Le soleil se levait à présent, il commençait à baigner la prairie et il retourna son visage dans l'herbe humide, une fois, deux fois, lentement, respirant l'odeur de la terre, essayant d'y retrouver d'une manière délibérée ce délicieux bonheur qu'il y prenait autrefois. Mais même ces plaisirs simples ne se commandaient pas et il se regardait avec dégoût faire ces gestes de comédien, de faux amoureux de la nature, comme un homme qui a eu une passion pour une femme et qui ne l'aimant plus se retrouve au lit avec elle, usant des mêmes mots et des mêmes gestes, mais le cœur sec, et consterné. Il se leva, constata avec ennui que son pull-over était trempé et se dirigea vers la maison.
C'était une vieille maison grise, au toit bleu, avec deux petits pignons cocasses, une maison classique du Limousin, encadrée d'une terrasse devant et d'une colline derrière, une maison qui sentait le tilleul et l'été et le soir tombant, quelles que soient la saison ou l'heure. Du moins, lui apparaissait-elle toujours ainsi, même dans cette lumière d'aube où, grelottant un peu, il rentra dans la cuisine. Odile était déjà debout, en robe de chambre, surveillant la cafetière. Il l'embrassa et elle grommela quelque chose sur les fluxions de poitrine qu'on attrape à se rouler dans la rosée. Néanmoins, il se sentait bien près d'elle, respirant déjà l'odeur du café et de son eau de Cologne, celle du feu de bois dans la cheminée, il eût voulu être le gros chat roux qui s'étirait à présent sur le bahut et se décidait enfin à s'éveiller. «Mon Dieu, mon Dieu, la vie est là, simple et tranquille.» Quel dommage qu'il ne puisse se rallier plus de quelques minutes à ces clichés et qu'aussitôt la vie, son obsession ne le rattrapent comme une meute acharnée qui n'a laissé souffler le cerf, trois minutes, que pour prolonger la chasse!
Florent, également en robe de chambre, entra à ce moment-là. C'était un homme petit et gras, comme sa femme, mais avec des yeux bleus immenses comme des flaques d'eau qui dans son visage poupin donnaient l'impression d'une erreur. De plus, il avait la curieuse manie de mimer tout ce qui se disait: il mettait le bras devant sa figure si l'on parlait de la guerre, le doigt sur ses lèvres si l'on parlait d'amour, et ainsi de suite. Il leva donc le bras très haut en voyant Gilles et lui dit bonjour comme s'ils eussent été à cent mètres.

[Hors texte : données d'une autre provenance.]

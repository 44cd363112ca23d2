//! Configuration schema definitions.
//!
//! This module defines the complete configuration structure for the shield.
//! All types derive Serde traits for deserialization from config files.

use std::collections::BTreeMap;

use serde::{Deserialize, Serialize};

/// Root configuration for the protected API server.
#[derive(Debug, Clone, Deserialize, Serialize, Default)]
#[serde(default)]
pub struct ShieldConfig {
    /// Listener configuration (bind address, connection cap).
    pub listener: ListenerConfig,

    /// Timeout configuration.
    pub timeouts: TimeoutConfig,

    /// Observability settings.
    pub observability: ObservabilityConfig,

    /// Admin API settings.
    pub admin: AdminConfig,

    /// Request-protection settings consumed by the security gateway.
    pub security: SecurityConfig,
}

/// Listener configuration.
#[derive(Debug, Clone, Deserialize, Serialize)]
#[serde(default)]
pub struct ListenerConfig {
    /// Bind address (e.g., "0.0.0.0:8080").
    pub bind_address: String,

    /// Maximum requests in flight at once, across all connections.
    pub max_concurrent_requests: usize,
}

impl Default for ListenerConfig {
    fn default() -> Self {
        Self {
            bind_address: "0.0.0.0:8080".to_string(),
            max_concurrent_requests: 10_000,
        }
    }
}

/// Timeout configuration.
#[derive(Debug, Clone, Deserialize, Serialize)]
#[serde(default)]
pub struct TimeoutConfig {
    /// Request timeout (total time for request/response) in seconds.
    pub request_secs: u64,

    /// Maximum time to wait for in-flight requests on shutdown, in seconds.
    pub shutdown_grace_secs: u64,
}

impl Default for TimeoutConfig {
    fn default() -> Self {
        Self {
            request_secs: 30,
            shutdown_grace_secs: 10,
        }
    }
}

/// Observability configuration.
#[derive(Debug, Clone, Deserialize, Serialize)]
#[serde(default)]
pub struct ObservabilityConfig {
    /// Log level (trace, debug, info, warn, error). `RUST_LOG` takes precedence.
    pub log_level: String,

    /// Log output format: "pretty" or "json".
    pub log_format: String,

    /// Enable metrics endpoint.
    pub metrics_enabled: bool,

    /// Metrics endpoint bind address.
    pub metrics_address: String,
}

impl Default for ObservabilityConfig {
    fn default() -> Self {
        Self {
            log_level: "info".to_string(),
            log_format: "pretty".to_string(),
            metrics_enabled: false,
            metrics_address: "0.0.0.0:9090".to_string(),
        }
    }
}

/// Placeholder admin key. Validation rejects it when the admin API is enabled.
pub const PLACEHOLDER_ADMIN_KEY: &str = "CHANGE_ME_IN_PRODUCTION";

/// Admin API configuration.
#[derive(Debug, Clone, Deserialize, Serialize)]
#[serde(default)]
pub struct AdminConfig {
    /// Mount the admin routes.
    pub enabled: bool,

    /// API key for authentication (Bearer token).
    pub api_key: String,
}

impl Default for AdminConfig {
    fn default() -> Self {
        Self {
            enabled: false,
            api_key: PLACEHOLDER_ADMIN_KEY.to_string(),
        }
    }
}

/// Request-protection configuration.
#[derive(Debug, Clone, Deserialize, Serialize)]
#[serde(default)]
pub struct SecurityConfig {
    /// Derive client IPs from `x-forwarded-for` / `x-real-ip`.
    /// Disable when not running behind a trusted proxy.
    pub trust_proxy_headers: bool,

    /// Interval of the background sweeper task, in seconds.
    pub sweep_interval_secs: u64,

    /// Each limiter also sweeps itself every N checks (0 disables).
    pub sweep_every_calls: u64,

    /// Maximum audit entries retained per policy.
    pub audit_log_capacity: usize,

    /// Named rate limit policies.
    pub policies: BTreeMap<String, RateLimitPolicyConfig>,

    pub abuse: AbuseConfig,

    pub csrf: CsrfConfig,

    pub headers: HeaderPolicyConfig,

    pub validation: RequestValidationConfig,
}

impl Default for SecurityConfig {
    fn default() -> Self {
        Self {
            trust_proxy_headers: true,
            sweep_interval_secs: 60,
            sweep_every_calls: 1_000,
            audit_log_capacity: 1_000,
            policies: default_policies(),
            abuse: AbuseConfig::default(),
            csrf: CsrfConfig::default(),
            headers: HeaderPolicyConfig::default(),
            validation: RequestValidationConfig::default(),
        }
    }
}

/// Policy names every deployment must define.
pub const REQUIRED_POLICIES: [&str; 4] = ["global", "api", "auth", "contact"];

/// One named fixed-window rate limit.
#[derive(Debug, Clone, Deserialize, Serialize, PartialEq, Eq)]
pub struct RateLimitPolicyConfig {
    /// Window length in milliseconds.
    pub window_ms: u64,

    /// Requests admitted per key within one window.
    pub max_requests: u32,

    /// User-facing message returned when the limit is exceeded.
    pub message: String,
}

impl RateLimitPolicyConfig {
    pub fn new(window_ms: u64, max_requests: u32, message: impl Into<String>) -> Self {
        Self {
            window_ms,
            max_requests,
            message: message.into(),
        }
    }
}

/// The four built-in policies.
pub fn default_policies() -> BTreeMap<String, RateLimitPolicyConfig> {
    const FIFTEEN_MINUTES: u64 = 15 * 60 * 1000;
    const ONE_HOUR: u64 = 60 * 60 * 1000;

    BTreeMap::from([
        (
            "global".to_string(),
            RateLimitPolicyConfig::new(
                FIFTEEN_MINUTES,
                100,
                "Too many requests from this IP, please try again later.",
            ),
        ),
        (
            "api".to_string(),
            RateLimitPolicyConfig::new(
                FIFTEEN_MINUTES,
                50,
                "Too many API requests, please try again later.",
            ),
        ),
        (
            "auth".to_string(),
            RateLimitPolicyConfig::new(
                FIFTEEN_MINUTES,
                5,
                "Too many authentication attempts, please try again later.",
            ),
        ),
        (
            "contact".to_string(),
            RateLimitPolicyConfig::new(
                ONE_HOUR,
                10,
                "Too many contact form submissions, please try again later.",
            ),
        ),
    ])
}

/// Thresholds for the built-in abuse rules.
#[derive(Debug, Clone, Deserialize, Serialize)]
#[serde(default)]
pub struct AbuseConfig {
    /// Disable to rely on plain rate limiting only.
    pub enabled: bool,

    /// `rapid_fire` fires when a window's count exceeds `max_requests * multiplier`.
    pub rapid_fire_multiplier: u32,

    /// Block duration for `rapid_fire`, in milliseconds.
    pub rapid_fire_block_ms: u64,

    /// `persistent_limit_hitting` fires when the observed rate exceeds the
    /// policy rate by this factor.
    pub persistent_multiplier: u32,

    /// Block duration for `persistent_limit_hitting`, in milliseconds.
    pub persistent_block_ms: u64,

    /// Minimum elapsed window time before the rate rule is evaluated.
    pub persistent_min_elapsed_ms: u64,
}

impl Default for AbuseConfig {
    fn default() -> Self {
        Self {
            enabled: true,
            rapid_fire_multiplier: 5,
            rapid_fire_block_ms: 15 * 60 * 1000,
            persistent_multiplier: 3,
            persistent_block_ms: 10 * 60 * 1000,
            persistent_min_elapsed_ms: 1_000,
        }
    }
}

/// CSRF token settings.
#[derive(Debug, Clone, Deserialize, Serialize)]
#[serde(default)]
pub struct CsrfConfig {
    /// Random bytes per token (before encoding).
    pub token_bytes: usize,

    /// Request header carrying the token.
    pub header_name: String,

    /// Cookie carrying the token.
    pub cookie_name: String,

    /// Cookie holding the session identifier the token is bound to.
    pub session_cookie_name: String,

    /// Token lifetime in seconds; 0 means tokens never expire.
    pub token_ttl_secs: u64,

    /// Add the `Secure` attribute to issued cookies.
    pub secure_cookies: bool,
}

impl Default for CsrfConfig {
    fn default() -> Self {
        Self {
            token_bytes: 32,
            header_name: "x-csrf-token".to_string(),
            cookie_name: "csrf-token".to_string(),
            session_cookie_name: "session-id".to_string(),
            token_ttl_secs: 24 * 60 * 60,
            secure_cookies: true,
        }
    }
}

/// Security header toggles.
#[derive(Debug, Clone, Deserialize, Serialize)]
#[serde(default)]
pub struct HeaderPolicyConfig {
    /// Relax the CSP for local dev servers and drop HSTS.
    pub development: bool,
    pub content_security_policy: bool,
    pub strict_transport_security: bool,
    pub content_type_options: bool,
    pub frame_options: bool,
    pub xss_protection: bool,
    pub referrer_policy: bool,
    pub permissions_policy: bool,
}

impl Default for HeaderPolicyConfig {
    fn default() -> Self {
        Self {
            development: false,
            content_security_policy: true,
            strict_transport_security: true,
            content_type_options: true,
            frame_options: true,
            xss_protection: true,
            referrer_policy: true,
            permissions_policy: true,
        }
    }
}

/// Structural request checks run before rate limiting.
#[derive(Debug, Clone, Deserialize, Serialize)]
#[serde(default)]
pub struct RequestValidationConfig {
    /// Allowed origins. Entries starting with `.` match by host suffix.
    /// Empty disables the origin check.
    pub allowed_origins: Vec<String>,

    /// MIME types accepted on POST/PUT/PATCH.
    pub allowed_content_types: Vec<String>,

    /// Maximum declared `content-length`, in bytes.
    pub max_body_bytes: u64,

    pub check_user_agent: bool,

    /// Case-insensitive substrings rejected in the user agent.
    pub blocked_user_agents: Vec<String>,
}

impl Default for RequestValidationConfig {
    fn default() -> Self {
        Self {
            allowed_origins: Vec::new(),
            allowed_content_types: vec![
                "application/json".to_string(),
                "application/x-www-form-urlencoded".to_string(),
                "multipart/form-data".to_string(),
            ],
            max_body_bytes: 1024 * 1024,
            check_user_agent: true,
            blocked_user_agents: [
                "sqlmap",
                "nikto",
                "nmap",
                "masscan",
                "zgrab",
                "scrapy",
                "python-requests",
                "go-http-client",
                "libwww-perl",
                "curl/",
                "wget/",
            ]
            .iter()
            .map(|s| s.to_string())
            .collect(),
        }
    }
}

#[cfg(test)]
mod tests {
    use super::*;

    #[test]
    fn default_policies_match_documented_thresholds() {
        let policies = default_policies();
        assert_eq!(policies["global"].max_requests, 100);
        assert_eq!(policies["api"].max_requests, 50);
        assert_eq!(policies["auth"].max_requests, 5);
        assert_eq!(policies["contact"].max_requests, 10);
        assert_eq!(policies["contact"].window_ms, 3_600_000);
        assert_eq!(policies["auth"].window_ms, 900_000);
    }

    #[test]
    fn minimal_toml_fills_defaults() {
        let config: ShieldConfig = toml::from_str(
            r#"
            [listener]
            bind_address = "127.0.0.1:3000"

            [security.headers]
            development = true
            "#,
        )
        .unwrap();

        assert_eq!(config.listener.bind_address, "127.0.0.1:3000");
        assert_eq!(config.listener.max_concurrent_requests, 10_000);
        assert!(config.security.headers.development);
        assert!(config.security.headers.content_security_policy);
        assert_eq!(config.security.policies.len(), 4);
        assert_eq!(config.security.csrf.header_name, "x-csrf-token");
    }

    #[test]
    fn custom_policy_replaces_table() {
        let config: ShieldConfig = toml::from_str(
            r#"
            [security.policies.search]
            window_ms = 60000
            max_requests = 30
            message = "Slow down"
            "#,
        )
        .unwrap();

        assert_eq!(config.security.policies.len(), 1);
        assert_eq!(config.security.policies["search"].max_requests, 30);
    }
}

Bien dormi, mon cher? De beaux rêves?
Et il lui jeta un coup d'œil complice. Il s'entêtait, en effet, à ne voir dans l'état de Gilles qu'une simple et malheureuse histoire de femme. Et toutes les dénégations de Gilles n'avaient servi de rien. A ses yeux, Gilles était un séducteur qui, pour une fois, s'était laissé mater par une coquine. C'est ainsi que lorsqu'il rencontrait Gilles prostré dans un fauteuil par exemple, il lui lançait des phrases gaies dans le style «une de perdue, dix de retrouvées» en écartant frénétiquement les dix doigts de ses mains. A ces moments-là, Gilles, pris entre le fou rire et la rage, ne répondait pas. Mais à y bien penser, il éprouvait une sorte de plaisir à être ainsi incompris, une sorte de réconfort. Après tout, cela aurait pu être vrai. En les embrouillant, cela atténuait les choses. Tel un malheureux qui, atteint de jaunisse et cloué sur son oreiller pareil à un citron, verrait un de ses amis s'inquiéter chez lui d'un début de calvitie.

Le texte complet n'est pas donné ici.